====== Supplied data ======

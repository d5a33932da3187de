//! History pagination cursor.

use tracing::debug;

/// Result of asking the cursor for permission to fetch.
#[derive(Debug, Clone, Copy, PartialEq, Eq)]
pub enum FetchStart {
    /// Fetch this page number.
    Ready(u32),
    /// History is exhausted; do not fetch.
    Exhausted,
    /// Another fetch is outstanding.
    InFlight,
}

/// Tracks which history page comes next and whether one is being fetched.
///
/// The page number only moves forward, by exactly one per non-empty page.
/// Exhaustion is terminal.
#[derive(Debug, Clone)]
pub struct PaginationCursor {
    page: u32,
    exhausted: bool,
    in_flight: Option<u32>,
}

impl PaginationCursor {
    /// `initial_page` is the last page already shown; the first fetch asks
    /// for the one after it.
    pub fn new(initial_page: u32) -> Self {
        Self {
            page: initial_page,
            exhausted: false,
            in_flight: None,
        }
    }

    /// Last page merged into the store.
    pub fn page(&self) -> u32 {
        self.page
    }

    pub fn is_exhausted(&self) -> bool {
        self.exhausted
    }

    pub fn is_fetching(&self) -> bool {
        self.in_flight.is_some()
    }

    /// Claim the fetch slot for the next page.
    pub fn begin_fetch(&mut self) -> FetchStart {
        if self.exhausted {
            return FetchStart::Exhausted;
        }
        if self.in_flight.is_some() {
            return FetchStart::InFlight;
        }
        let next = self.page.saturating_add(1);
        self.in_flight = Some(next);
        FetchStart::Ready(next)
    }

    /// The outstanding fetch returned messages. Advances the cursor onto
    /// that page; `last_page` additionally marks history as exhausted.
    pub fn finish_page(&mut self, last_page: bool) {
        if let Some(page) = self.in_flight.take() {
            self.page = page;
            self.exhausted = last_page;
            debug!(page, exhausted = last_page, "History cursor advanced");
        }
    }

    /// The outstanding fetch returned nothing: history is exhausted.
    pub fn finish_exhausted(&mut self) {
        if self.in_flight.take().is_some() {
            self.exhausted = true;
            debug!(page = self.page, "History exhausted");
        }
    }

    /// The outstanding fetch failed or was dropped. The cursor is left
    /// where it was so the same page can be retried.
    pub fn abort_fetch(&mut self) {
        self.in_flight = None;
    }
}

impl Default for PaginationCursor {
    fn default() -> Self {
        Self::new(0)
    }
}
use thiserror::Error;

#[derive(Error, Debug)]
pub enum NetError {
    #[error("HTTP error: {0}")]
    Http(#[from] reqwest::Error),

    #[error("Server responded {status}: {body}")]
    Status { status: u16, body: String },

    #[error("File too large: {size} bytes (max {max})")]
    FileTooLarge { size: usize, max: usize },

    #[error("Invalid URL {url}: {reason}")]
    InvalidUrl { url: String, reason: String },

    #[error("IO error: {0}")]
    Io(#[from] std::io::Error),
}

======
====== Supplied data ======

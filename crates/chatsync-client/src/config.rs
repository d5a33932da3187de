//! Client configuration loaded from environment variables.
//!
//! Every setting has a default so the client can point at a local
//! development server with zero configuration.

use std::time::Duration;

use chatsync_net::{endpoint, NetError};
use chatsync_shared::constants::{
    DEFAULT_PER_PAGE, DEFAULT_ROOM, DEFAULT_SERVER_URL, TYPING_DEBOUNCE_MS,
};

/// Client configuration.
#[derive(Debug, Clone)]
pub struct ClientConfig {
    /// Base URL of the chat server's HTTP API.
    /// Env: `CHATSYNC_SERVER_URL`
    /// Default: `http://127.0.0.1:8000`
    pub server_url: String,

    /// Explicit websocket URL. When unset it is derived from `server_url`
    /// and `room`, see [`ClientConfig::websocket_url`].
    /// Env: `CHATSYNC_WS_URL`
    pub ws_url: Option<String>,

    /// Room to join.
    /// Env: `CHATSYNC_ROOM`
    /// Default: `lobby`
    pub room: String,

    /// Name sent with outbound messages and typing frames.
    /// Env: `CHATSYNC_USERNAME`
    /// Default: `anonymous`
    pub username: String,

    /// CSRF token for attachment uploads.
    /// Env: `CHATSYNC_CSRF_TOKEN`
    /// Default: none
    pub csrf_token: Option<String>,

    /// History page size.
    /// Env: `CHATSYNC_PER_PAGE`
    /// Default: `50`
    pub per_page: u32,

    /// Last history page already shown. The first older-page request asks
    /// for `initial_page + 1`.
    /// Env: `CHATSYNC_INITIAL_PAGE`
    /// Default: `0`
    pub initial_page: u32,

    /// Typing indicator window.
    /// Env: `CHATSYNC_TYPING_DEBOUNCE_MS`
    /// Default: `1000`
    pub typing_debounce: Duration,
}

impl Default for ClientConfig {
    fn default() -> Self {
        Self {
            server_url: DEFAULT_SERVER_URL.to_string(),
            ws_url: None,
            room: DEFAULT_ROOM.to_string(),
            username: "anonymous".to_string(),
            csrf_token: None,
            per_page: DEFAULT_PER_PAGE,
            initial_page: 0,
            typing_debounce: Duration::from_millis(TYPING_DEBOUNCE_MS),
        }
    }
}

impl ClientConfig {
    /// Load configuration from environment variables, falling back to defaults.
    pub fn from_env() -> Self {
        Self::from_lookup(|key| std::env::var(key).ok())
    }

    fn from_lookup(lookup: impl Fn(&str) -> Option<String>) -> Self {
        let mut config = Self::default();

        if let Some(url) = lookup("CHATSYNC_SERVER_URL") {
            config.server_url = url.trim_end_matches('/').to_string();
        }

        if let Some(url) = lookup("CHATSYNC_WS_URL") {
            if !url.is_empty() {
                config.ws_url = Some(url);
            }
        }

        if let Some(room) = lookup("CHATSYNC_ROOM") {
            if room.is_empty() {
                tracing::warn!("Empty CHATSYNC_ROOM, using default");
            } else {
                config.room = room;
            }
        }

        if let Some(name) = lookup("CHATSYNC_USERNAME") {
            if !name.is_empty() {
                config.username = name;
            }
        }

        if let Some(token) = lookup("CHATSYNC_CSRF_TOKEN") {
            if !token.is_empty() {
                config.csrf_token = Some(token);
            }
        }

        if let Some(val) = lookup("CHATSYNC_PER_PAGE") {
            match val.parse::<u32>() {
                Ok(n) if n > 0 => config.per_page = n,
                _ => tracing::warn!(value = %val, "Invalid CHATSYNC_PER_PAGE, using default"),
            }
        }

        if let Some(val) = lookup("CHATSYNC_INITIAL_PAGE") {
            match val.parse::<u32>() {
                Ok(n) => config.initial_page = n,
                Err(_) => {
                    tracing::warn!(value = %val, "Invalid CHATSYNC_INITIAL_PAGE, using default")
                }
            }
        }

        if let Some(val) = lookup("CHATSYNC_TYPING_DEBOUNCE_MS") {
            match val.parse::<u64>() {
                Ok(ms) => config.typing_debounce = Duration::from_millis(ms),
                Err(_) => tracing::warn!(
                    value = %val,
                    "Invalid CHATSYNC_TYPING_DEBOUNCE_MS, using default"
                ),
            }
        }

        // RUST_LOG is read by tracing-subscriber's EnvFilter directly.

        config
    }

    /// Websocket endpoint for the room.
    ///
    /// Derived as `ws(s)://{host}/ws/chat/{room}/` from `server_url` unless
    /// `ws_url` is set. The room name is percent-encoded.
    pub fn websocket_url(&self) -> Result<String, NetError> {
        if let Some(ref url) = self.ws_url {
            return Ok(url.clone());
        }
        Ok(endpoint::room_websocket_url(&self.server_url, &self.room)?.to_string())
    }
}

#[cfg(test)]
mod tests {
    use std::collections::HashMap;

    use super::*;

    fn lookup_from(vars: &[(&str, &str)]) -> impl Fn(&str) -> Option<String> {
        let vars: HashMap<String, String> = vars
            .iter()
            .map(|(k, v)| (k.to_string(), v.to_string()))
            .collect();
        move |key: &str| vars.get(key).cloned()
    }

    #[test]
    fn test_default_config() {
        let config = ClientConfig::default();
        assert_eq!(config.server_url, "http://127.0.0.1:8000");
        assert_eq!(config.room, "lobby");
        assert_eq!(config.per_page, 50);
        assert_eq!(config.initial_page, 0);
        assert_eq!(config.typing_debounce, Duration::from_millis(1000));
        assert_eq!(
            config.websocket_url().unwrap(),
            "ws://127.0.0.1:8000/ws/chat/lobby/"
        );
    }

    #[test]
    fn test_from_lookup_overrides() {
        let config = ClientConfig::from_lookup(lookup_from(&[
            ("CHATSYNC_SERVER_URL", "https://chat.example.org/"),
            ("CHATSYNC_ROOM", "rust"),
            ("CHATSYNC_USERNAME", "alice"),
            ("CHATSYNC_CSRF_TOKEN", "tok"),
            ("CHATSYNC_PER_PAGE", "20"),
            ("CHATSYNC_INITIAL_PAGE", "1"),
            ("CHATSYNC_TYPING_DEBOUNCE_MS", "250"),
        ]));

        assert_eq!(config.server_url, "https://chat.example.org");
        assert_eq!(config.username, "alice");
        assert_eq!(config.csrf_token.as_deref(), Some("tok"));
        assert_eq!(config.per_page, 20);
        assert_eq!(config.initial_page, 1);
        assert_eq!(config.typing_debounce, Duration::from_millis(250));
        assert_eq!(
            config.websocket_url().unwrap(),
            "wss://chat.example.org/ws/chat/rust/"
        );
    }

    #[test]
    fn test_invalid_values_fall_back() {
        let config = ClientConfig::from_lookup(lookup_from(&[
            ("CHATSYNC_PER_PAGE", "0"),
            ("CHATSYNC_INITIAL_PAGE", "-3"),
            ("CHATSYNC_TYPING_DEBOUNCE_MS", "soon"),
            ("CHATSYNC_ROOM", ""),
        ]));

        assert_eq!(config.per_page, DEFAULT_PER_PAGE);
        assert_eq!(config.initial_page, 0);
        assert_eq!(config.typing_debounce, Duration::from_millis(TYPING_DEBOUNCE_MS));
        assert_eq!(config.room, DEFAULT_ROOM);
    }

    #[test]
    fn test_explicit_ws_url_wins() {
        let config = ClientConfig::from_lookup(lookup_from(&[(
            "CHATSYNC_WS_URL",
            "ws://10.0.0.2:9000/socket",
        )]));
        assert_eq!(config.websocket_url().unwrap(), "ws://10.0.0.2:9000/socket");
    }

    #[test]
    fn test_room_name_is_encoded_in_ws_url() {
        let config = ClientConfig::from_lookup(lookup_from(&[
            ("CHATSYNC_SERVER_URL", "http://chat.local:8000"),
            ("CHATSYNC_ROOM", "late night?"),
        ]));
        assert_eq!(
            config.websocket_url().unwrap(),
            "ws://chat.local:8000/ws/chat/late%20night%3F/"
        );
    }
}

======

What the task asks ▸ Which lines of the data above contain "outstanding"? Copy each one.

Result of the exercise ▸
    /// Another fetch is outstanding.
    /// The outstanding fetch returned messages. Advances the cursor onto
    /// The outstanding fetch returned nothing: history is exhausted.
    /// The outstanding fetch failed or was dropped. The cursor is left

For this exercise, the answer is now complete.